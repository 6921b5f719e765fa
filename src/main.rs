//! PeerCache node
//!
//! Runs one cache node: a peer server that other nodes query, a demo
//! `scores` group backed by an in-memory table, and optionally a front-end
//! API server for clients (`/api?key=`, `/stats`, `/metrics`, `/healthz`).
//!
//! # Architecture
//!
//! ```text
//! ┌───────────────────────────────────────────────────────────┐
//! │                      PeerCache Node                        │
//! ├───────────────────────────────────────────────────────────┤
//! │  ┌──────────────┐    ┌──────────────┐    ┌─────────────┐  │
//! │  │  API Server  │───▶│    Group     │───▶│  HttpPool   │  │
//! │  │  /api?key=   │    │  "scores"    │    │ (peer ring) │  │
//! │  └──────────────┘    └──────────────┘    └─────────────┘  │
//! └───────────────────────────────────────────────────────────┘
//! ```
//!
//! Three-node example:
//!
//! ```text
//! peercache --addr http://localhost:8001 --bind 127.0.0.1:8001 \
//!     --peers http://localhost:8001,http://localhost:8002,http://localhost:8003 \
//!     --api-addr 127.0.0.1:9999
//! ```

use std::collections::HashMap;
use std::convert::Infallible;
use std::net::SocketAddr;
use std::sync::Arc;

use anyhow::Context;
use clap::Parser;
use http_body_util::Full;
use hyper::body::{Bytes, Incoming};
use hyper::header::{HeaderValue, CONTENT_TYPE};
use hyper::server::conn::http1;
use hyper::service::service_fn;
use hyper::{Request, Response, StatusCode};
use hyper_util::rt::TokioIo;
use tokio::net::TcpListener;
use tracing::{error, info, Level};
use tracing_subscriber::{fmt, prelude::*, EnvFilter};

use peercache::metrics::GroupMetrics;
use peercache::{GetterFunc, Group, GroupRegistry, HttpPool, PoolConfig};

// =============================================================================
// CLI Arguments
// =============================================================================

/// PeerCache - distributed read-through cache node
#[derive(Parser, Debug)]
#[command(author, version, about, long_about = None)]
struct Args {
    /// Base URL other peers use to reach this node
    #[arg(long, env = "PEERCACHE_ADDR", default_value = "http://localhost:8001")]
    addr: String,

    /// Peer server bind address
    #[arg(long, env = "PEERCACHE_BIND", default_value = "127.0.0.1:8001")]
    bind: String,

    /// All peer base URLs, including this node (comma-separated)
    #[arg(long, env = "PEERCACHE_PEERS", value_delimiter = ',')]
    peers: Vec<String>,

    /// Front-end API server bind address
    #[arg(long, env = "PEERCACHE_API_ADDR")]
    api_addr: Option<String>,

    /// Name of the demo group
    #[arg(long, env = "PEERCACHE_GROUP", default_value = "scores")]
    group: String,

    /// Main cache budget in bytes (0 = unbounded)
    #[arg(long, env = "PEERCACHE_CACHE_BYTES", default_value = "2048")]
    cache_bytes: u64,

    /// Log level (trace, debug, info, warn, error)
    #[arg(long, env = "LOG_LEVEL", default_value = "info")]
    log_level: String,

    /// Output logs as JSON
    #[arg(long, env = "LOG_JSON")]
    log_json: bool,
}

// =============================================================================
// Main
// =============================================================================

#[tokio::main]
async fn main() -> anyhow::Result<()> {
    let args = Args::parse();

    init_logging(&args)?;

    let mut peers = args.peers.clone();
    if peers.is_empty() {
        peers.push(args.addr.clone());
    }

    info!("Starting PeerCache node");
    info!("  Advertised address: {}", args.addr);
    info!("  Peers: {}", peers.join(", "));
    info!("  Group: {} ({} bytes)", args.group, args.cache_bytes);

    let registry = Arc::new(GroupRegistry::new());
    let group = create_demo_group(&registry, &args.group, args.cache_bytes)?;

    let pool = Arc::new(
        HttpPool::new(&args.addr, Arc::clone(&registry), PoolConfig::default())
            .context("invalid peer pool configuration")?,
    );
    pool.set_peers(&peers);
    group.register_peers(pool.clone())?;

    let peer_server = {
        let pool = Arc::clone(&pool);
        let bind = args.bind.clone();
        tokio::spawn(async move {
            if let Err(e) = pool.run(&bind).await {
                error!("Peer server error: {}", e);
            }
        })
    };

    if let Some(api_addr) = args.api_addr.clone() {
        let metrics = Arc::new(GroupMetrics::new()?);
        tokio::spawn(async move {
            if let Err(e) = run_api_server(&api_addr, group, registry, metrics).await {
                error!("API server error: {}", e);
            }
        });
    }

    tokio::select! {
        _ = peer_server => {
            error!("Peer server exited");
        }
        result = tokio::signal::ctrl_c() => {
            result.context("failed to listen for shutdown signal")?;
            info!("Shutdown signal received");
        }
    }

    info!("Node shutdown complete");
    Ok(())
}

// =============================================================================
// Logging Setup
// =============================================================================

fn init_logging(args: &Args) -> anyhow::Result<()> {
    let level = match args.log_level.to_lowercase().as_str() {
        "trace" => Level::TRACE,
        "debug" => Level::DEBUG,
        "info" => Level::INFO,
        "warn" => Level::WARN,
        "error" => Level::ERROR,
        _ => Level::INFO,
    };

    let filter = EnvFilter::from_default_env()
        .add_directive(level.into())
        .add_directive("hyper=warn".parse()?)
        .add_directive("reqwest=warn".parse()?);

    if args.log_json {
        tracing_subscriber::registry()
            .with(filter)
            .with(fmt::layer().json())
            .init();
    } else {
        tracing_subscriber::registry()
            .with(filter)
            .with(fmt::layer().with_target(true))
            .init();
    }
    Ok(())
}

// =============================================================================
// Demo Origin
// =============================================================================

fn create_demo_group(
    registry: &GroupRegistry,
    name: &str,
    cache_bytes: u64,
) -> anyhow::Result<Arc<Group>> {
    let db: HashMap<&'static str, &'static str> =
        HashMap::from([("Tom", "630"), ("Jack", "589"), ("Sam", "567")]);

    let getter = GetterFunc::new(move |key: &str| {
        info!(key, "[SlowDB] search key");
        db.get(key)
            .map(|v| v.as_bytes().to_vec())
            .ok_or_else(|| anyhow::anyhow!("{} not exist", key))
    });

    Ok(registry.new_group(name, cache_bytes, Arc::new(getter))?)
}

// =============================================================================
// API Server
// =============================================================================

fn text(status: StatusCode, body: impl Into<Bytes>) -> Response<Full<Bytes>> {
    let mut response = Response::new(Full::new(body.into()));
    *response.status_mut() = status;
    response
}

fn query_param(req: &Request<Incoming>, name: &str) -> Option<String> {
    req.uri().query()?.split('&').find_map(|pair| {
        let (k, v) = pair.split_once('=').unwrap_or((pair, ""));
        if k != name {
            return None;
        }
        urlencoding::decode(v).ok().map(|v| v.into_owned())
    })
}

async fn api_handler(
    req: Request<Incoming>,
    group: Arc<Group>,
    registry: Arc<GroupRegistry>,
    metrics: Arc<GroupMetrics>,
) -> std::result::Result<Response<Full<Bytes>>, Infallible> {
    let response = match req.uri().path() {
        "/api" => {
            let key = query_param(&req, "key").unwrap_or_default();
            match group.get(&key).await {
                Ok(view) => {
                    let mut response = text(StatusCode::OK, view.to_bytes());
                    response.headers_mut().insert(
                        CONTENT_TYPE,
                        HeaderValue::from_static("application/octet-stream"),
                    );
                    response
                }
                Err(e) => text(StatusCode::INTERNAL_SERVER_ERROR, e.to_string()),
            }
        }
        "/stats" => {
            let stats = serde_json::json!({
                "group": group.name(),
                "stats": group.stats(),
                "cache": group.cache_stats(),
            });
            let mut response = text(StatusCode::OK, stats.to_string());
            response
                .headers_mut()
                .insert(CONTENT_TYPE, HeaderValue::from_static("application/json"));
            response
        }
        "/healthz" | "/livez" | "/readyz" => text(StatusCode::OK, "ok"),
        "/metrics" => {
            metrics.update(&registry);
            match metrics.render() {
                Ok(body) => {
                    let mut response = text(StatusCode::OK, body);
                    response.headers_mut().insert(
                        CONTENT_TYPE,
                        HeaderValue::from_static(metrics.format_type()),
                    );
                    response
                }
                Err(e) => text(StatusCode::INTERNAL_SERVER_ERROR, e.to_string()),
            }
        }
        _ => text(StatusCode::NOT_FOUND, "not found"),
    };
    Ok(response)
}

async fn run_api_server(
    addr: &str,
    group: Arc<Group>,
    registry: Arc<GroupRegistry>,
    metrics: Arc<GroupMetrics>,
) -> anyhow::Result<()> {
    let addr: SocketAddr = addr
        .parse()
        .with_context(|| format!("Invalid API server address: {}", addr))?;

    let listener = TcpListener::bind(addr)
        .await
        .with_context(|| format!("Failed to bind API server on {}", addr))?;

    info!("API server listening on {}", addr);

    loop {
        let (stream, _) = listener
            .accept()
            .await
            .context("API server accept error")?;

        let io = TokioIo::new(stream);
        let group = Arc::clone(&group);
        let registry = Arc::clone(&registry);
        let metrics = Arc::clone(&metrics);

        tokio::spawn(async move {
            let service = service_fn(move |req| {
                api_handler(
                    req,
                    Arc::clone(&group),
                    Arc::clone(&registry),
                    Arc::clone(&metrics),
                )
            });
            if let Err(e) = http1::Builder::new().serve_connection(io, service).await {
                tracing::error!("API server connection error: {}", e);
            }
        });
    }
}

************

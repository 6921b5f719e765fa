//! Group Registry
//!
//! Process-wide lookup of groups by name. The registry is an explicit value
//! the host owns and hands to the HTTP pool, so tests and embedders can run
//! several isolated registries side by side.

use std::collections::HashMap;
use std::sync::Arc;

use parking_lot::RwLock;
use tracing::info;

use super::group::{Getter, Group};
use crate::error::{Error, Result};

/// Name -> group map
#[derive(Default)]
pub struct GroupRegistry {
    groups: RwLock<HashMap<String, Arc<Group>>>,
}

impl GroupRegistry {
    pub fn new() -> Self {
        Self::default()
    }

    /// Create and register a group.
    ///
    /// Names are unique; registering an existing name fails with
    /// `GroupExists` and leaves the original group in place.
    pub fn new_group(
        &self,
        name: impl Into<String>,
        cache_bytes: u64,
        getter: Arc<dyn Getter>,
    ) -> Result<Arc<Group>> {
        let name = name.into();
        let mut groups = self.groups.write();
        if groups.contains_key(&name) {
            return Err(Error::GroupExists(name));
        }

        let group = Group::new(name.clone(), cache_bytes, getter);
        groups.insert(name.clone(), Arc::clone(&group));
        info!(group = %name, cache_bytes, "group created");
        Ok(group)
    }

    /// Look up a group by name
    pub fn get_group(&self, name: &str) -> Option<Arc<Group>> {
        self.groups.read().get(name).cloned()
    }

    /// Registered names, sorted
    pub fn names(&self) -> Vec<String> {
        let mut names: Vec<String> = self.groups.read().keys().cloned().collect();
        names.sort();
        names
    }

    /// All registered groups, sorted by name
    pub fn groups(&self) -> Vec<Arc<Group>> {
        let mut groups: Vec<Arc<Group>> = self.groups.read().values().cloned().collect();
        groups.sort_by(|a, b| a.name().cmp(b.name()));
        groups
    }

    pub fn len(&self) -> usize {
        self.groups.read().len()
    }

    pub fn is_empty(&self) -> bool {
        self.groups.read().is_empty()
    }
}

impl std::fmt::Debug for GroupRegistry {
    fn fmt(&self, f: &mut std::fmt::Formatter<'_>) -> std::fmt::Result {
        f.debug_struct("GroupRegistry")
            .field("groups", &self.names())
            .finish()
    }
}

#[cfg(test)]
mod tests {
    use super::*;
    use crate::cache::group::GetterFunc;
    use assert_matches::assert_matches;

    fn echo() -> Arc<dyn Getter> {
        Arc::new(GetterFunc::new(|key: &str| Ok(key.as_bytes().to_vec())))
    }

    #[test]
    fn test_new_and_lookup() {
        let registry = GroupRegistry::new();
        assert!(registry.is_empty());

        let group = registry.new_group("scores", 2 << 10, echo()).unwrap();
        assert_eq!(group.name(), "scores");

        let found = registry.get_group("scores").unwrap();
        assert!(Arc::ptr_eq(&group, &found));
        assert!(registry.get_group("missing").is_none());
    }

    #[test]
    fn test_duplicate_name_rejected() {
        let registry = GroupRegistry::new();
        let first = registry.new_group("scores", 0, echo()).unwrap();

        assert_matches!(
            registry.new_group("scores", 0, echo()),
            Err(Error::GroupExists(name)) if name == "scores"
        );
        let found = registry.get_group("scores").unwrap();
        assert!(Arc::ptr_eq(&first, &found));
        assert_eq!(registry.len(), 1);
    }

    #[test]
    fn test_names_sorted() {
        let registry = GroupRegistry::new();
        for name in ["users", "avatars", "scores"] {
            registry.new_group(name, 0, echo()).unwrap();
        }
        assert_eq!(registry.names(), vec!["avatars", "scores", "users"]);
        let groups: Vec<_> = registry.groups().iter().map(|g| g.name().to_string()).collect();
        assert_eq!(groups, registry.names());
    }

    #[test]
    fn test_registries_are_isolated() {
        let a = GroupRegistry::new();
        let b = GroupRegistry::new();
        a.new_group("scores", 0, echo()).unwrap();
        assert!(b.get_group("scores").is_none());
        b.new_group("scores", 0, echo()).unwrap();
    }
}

************

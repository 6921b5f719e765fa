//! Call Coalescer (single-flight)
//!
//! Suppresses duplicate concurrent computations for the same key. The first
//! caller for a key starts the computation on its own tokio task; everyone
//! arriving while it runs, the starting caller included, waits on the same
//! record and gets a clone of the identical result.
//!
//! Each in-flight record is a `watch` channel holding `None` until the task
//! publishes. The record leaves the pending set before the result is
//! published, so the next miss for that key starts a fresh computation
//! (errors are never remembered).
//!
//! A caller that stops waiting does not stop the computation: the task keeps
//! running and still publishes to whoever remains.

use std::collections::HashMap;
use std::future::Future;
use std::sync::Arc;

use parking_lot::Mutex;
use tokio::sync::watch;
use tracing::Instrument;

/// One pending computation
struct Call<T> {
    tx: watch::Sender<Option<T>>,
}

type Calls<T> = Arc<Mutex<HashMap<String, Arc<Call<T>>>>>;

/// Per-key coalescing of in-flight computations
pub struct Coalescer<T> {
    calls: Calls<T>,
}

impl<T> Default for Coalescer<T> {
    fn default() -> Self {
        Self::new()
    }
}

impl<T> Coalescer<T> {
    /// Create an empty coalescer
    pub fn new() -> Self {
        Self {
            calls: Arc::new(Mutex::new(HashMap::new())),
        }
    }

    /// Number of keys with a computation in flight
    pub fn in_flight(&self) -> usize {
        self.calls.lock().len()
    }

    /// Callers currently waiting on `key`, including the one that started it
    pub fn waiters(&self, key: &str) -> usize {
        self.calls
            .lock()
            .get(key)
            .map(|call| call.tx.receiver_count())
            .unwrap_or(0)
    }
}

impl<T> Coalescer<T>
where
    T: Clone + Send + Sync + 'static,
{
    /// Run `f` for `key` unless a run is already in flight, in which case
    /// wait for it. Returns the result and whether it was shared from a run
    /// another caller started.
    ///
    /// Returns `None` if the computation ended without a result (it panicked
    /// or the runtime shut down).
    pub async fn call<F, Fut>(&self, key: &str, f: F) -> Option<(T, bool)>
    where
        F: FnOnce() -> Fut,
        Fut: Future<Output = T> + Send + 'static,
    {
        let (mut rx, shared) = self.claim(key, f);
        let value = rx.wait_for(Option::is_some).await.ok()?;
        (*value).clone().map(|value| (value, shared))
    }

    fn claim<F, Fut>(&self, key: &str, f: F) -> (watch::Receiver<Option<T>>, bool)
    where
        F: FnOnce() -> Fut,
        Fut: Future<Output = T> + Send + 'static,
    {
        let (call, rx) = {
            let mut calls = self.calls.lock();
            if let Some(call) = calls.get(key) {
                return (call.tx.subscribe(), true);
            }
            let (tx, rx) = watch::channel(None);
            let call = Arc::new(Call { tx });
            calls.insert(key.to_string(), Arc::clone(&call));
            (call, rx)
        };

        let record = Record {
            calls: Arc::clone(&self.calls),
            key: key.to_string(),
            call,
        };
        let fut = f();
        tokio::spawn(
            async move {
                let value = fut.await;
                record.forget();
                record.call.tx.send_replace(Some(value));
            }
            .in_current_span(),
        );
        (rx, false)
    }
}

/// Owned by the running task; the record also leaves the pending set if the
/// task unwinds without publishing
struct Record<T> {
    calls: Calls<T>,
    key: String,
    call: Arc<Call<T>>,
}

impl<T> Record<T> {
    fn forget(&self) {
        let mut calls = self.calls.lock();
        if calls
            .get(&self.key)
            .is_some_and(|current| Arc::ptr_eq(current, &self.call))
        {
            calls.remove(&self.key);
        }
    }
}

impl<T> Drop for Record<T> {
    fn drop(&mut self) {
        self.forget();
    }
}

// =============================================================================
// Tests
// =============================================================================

************

Instructions to follow: Filter the listing above for the string "keys" and copy every matching line.

Task response:
        let mut names: Vec<String> = self.groups.read().keys().cloned().collect();
    /// Number of keys with a computation in flight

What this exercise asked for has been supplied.